# Source information:
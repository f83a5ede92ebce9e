//! End-to-end tests for the runtime information endpoint.

use std::sync::Arc;

use serde_json::Value;

use vitals::flags::{ClientHandle, FlagState};
use vitals::VitalsConfig;

mod common;

async fn fetch_info(addr: std::net::SocketAddr) -> reqwest::Response {
    reqwest::Client::new()
        .get(format!("http://{addr}/api/info"))
        .send()
        .await
        .expect("service unreachable")
}

#[tokio::test]
async fn uninitialized_flags_report_canary_off() {
    let (addr, shutdown) =
        common::spawn_server(VitalsConfig::default(), FlagState::uninitialized()).await;

    let res = fetch_info(addr).await;
    assert_eq!(res.status(), 200);

    let body: Value = res.json().await.unwrap();
    assert_eq!(body["canary_enabled"], false);
    common::assert_user_key_format(body["user_key"].as_str().unwrap());

    shutdown.trigger();
}

#[tokio::test]
async fn treatment_on_reports_canary_enabled() {
    let (addr, shutdown) =
        common::spawn_server(VitalsConfig::default(), common::static_flag_state("on")).await;

    let body: Value = fetch_info(addr).await.json().await.unwrap();
    assert_eq!(body["canary_enabled"], true);
    common::assert_user_key_format(body["user_key"].as_str().unwrap());

    shutdown.trigger();
}

#[tokio::test]
async fn treatment_off_reports_canary_disabled() {
    let (addr, shutdown) =
        common::spawn_server(VitalsConfig::default(), common::static_flag_state("off")).await;

    let body: Value = fetch_info(addr).await.json().await.unwrap();
    assert_eq!(body["canary_enabled"], false);

    shutdown.trigger();
}

#[tokio::test]
async fn nonconforming_client_handle_still_returns_success() {
    // A handle that is not a treatment client at all
    let handle: ClientHandle = Arc::new(vec![1u8, 2, 3]);
    let (addr, shutdown) =
        common::spawn_server(VitalsConfig::default(), FlagState::from_handle(handle)).await;

    let res = fetch_info(addr).await;
    assert_eq!(res.status(), 200);

    let body: Value = res.json().await.unwrap();
    assert_eq!(body["canary_enabled"], false);

    shutdown.trigger();
}

#[tokio::test]
async fn response_schema_is_stable_across_calls() {
    let mut config = VitalsConfig::default();
    config.hostname = "vitals-test".to_string();
    config.ui.color = "#336699".to_string();
    config.ui.message = "hello from the test".to_string();

    let (addr, shutdown) = common::spawn_server(config, common::static_flag_state("on")).await;

    for _ in 0..5 {
        let body: Value = fetch_info(addr).await.json().await.unwrap();

        for field in [
            "hostname",
            "version",
            "revision",
            "color",
            "logo",
            "message",
            "goos",
            "goarch",
            "runtime",
            "num_goroutine",
            "num_cpu",
            "user_key",
        ] {
            assert!(
                body[field].is_string(),
                "{field} should be a JSON string, got {:?}",
                body[field]
            );
        }
        assert!(body["canary_enabled"].is_boolean());

        assert_eq!(body["hostname"], "vitals-test");
        assert_eq!(body["color"], "#336699");
        assert_eq!(body["message"], "hello from the test");

        // Counts are decimal strings on the wire
        body["num_goroutine"]
            .as_str()
            .unwrap()
            .parse::<u64>()
            .expect("num_goroutine should be a decimal string");
        let cpus: u64 = body["num_cpu"].as_str().unwrap().parse().unwrap();
        assert!(cpus >= 1);

        common::assert_user_key_format(body["user_key"].as_str().unwrap());
    }

    shutdown.trigger();
}

#[tokio::test]
async fn healthz_reports_ok() {
    let (addr, shutdown) =
        common::spawn_server(VitalsConfig::default(), FlagState::uninitialized()).await;

    let res = reqwest::Client::new()
        .get(format!("http://{addr}/healthz"))
        .send()
        .await
        .expect("service unreachable");
    assert_eq!(res.status(), 200);

    let body: Value = res.json().await.unwrap();
    assert_eq!(body["status"], "OK");

    shutdown.trigger();
}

# What to do:
Go back to the listing above. Copy word for word the lines from the one with "async fn fetch_info(addr: std::net::SocketAddr)" through the one with "async fn treatment_on_reports_canary_enabled()", and nothing more.

# Solution:
async fn fetch_info(addr: std::net::SocketAddr) -> reqwest::Response {
    reqwest::Client::new()
        .get(format!("http://{addr}/api/info"))
        .send()
        .await
        .expect("service unreachable")
}

#[tokio::test]
async fn uninitialized_flags_report_canary_off() {
    let (addr, shutdown) =
        common::spawn_server(VitalsConfig::default(), FlagState::uninitialized()).await;

    let res = fetch_info(addr).await;
    assert_eq!(res.status(), 200);

    let body: Value = res.json().await.unwrap();
    assert_eq!(body["canary_enabled"], false);
    common::assert_user_key_format(body["user_key"].as_str().unwrap());

    shutdown.trigger();
}

#[tokio::test]
async fn treatment_on_reports_canary_enabled() {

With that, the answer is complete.